Para el segundo round, Correa volvió al país para defender su legado —la Revolución ciudadana— como si el país fuera un cuadrilátero. Y regresó con un mesianismo exacerbado: “Lo importante no soy yo, es la patria”. Estaba convencido de que iba a anular a su sucesor movilizando a miles de personas, pero sus actos fueron débiles y la convención del partido que organizaron sus seguidores ni siquiera tuvo el aval del Consejo Nacional Electoral. Su visita se redujo a una noticia secundaria, sin duda una revancha de los medios de comunicación que desde 2013 fueron presionados por la Ley de Comunicación de Correa, que estableció un sistema de sanciones económicas y derivó en un régimen de autocensura.
A Moreno le fue mejor. Esperó su turno y lanzó un golpe letal e impredecible: convocó, a través de un decreto que se saltó a la Corte Constitucional, una consulta popular que plantea eliminar la reelección indefinida y cesar el Consejo de Participación Ciudadana y Control Social. En términos prácticos esto compromete la permanencia del fiscal general del Estado, el contralor, los superintendentes, los jueces de la Corte Constitucional y todas las autoridades de control que se nombraron durante el mandato de Correa. Es la muerte del correísmo.

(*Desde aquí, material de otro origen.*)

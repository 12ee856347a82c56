//! Simple MCP Server
//!
//! A minimal "MCP"-style tool server: a stateless HTTP façade exposing a
//! fixed set of endpoints (health check, random fact, current time, echo)
//! plus a static tool-listing endpoint at `/mcp`. The `/mcp` payload is a
//! plain catalog, not a negotiated capability handshake.

pub mod core;
pub mod tools;
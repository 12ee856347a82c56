/// Tools Module
///
/// This module contains the tool endpoint handlers. Each tool that appears in
/// the `/mcp` catalog exports a `register` function to add its descriptor
/// during server initialization; echo is callable but deliberately
/// unlisted.

pub mod echo;
pub mod facts;
pub mod time;
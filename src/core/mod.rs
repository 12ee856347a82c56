/// Core Server Framework Module
///
/// This module contains the core server implementation including:
/// - server.rs: HTTP server setup, route handlers, and the static tool catalog
/// - utils.rs: Environment configuration and timestamp helpers

pub mod server;
pub mod utils;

Los espectadores nos maravillamos con la estrategia de Moreno, no vimos venir ese gancho. Correa salió derrotado y ahora se dedica a hacer cabildeo en foros internacionales para vender la idea de que se ha roto el orden constitucional en Ecuador. Su legado político es apenas el nombre de un bloque de oposición en la asamblea detrás del cual se agrupan sus seguidores. Pocos dudan que Moreno ganó esta pelea.
Ahora que el país deja de ser un ring, los ecuatorianos nos preguntamos qué viene. Si antes sufrimos por un exceso de presidente, ahora tememos su ausencia. Seis meses del nuevo gobierno es un tiempo prudente para exigir resultados: ¿cuál es la hoja de ruta para cumplir con los 250.000 empleos anuales, la construcción de las 225.000 viviendas, el incremento del bono de desarrollo humano de 50 a 150 dólares que Moreno propuso antes de ceñirse la banda presidencial?
En algún momento Moreno tendrá que gobernar. Su mensaje conciliador y optimista, que vemos televisado en El gobierno informa, su rendición de cuentas semanal, no será suficiente. Tampoco bastarán los logros sociales que repite como mantras: el médico del barrio, el bachillerato inclusivo, el aumento de cupo para las universidades, los créditos para los agricultores; ni la improvisación de otros tantos programas sociales llamados “misiones”. En algún momento él y la primera dama, quien ahora mismo encabeza la nueva cruzada para identificar las necesidades de las personas con discapacidad, tendrán que rendir cuentas.
Hay temas apremiantes que aún no han sido resueltos, como la venta de petróleo crudo a un precio muy por debajo del mercado a PetroChina, Unipec y PetroTailandia, porque hay créditos por pagar. La política del endeudamiento, que durante el correísmo superó el 40 por ciento del PIB, sigue siendo la de Moreno.
El presidente acaba de terminar una gira por Europa. Aunque, a diferencia de Correa, las autoridades españolas recibieron al presidente, no está claro cuáles serán los frutos del viaje. Con todo, criticar a Moreno es un arte complicado. La oposición y la sociedad civil parecen conformarse con la muerte anunciada del correísmo. Al final, después de los rounds, no hay cambios profundos y seguimos sin saber adónde va Ecuador.